ABOUT THIS TASK. Among the records below, find each line containing the word "return" and copy it.
··· INPUT RECORDS
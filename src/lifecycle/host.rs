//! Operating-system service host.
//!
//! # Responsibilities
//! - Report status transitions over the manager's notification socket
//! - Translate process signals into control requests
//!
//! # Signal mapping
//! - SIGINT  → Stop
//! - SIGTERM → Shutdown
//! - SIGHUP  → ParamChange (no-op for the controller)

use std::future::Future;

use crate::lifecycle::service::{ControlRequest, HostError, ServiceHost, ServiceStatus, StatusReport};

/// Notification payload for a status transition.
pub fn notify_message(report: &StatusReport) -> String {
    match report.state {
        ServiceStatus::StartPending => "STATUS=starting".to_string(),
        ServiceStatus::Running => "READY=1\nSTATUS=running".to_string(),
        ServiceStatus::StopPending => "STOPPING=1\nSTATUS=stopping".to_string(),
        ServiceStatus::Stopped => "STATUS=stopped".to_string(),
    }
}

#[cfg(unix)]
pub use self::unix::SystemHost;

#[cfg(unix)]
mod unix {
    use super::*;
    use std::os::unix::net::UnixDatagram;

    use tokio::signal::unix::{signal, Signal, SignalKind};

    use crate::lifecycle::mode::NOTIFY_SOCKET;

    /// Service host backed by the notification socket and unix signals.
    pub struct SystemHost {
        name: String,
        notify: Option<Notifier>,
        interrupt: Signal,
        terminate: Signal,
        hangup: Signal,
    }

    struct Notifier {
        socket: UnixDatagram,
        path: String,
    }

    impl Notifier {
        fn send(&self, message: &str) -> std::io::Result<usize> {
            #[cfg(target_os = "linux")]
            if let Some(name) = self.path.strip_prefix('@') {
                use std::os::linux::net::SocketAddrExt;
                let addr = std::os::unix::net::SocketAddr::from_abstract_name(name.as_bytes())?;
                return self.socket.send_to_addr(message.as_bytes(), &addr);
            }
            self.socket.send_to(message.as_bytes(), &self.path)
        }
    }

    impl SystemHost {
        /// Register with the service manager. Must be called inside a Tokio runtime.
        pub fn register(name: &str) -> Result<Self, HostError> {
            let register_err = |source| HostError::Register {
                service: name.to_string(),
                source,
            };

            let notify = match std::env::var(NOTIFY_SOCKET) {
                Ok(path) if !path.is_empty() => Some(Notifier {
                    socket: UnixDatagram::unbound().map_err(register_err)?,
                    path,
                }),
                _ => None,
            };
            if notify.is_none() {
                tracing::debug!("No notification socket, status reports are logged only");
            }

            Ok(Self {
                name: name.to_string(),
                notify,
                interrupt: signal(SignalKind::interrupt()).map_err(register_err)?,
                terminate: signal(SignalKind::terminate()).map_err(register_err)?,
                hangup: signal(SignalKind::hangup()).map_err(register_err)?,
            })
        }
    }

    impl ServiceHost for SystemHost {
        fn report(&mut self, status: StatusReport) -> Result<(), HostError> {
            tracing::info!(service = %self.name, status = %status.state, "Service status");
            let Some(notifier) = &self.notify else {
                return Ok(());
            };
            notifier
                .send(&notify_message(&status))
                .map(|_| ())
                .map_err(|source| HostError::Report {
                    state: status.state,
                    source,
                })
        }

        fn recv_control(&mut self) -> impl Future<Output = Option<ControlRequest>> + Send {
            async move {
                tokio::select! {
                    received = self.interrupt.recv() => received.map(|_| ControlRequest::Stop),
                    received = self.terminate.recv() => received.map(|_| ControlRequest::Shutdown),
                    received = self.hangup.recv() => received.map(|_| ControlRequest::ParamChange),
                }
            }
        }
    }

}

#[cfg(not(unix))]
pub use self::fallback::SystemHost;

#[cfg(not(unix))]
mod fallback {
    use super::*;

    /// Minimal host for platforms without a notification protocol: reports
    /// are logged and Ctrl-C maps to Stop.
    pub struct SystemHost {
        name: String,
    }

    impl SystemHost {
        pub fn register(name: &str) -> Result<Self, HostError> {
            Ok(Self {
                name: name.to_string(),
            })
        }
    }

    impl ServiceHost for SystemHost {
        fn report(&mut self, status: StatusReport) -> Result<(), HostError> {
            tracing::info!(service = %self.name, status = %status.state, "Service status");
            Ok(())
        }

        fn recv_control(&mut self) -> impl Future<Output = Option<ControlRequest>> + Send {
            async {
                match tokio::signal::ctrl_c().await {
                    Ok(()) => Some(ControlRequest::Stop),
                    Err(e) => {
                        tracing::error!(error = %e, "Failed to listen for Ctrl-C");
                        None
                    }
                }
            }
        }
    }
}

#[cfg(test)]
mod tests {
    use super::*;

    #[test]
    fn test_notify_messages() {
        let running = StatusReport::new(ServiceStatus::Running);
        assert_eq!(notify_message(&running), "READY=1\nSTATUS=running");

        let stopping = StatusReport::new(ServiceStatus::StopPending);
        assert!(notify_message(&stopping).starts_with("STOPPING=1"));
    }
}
······
··· INPUT RECORDS
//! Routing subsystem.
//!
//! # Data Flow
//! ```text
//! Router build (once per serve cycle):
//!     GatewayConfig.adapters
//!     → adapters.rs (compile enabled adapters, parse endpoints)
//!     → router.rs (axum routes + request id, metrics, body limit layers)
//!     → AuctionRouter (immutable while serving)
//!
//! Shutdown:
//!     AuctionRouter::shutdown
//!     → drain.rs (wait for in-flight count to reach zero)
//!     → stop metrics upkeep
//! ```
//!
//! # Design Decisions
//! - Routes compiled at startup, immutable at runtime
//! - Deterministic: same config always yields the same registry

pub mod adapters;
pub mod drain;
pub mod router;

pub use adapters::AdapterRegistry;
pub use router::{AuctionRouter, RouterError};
······
PROBLEM SOLUTION.
                return self.socket.send_to_addr(message.as_bytes(), &addr);
                return Ok(());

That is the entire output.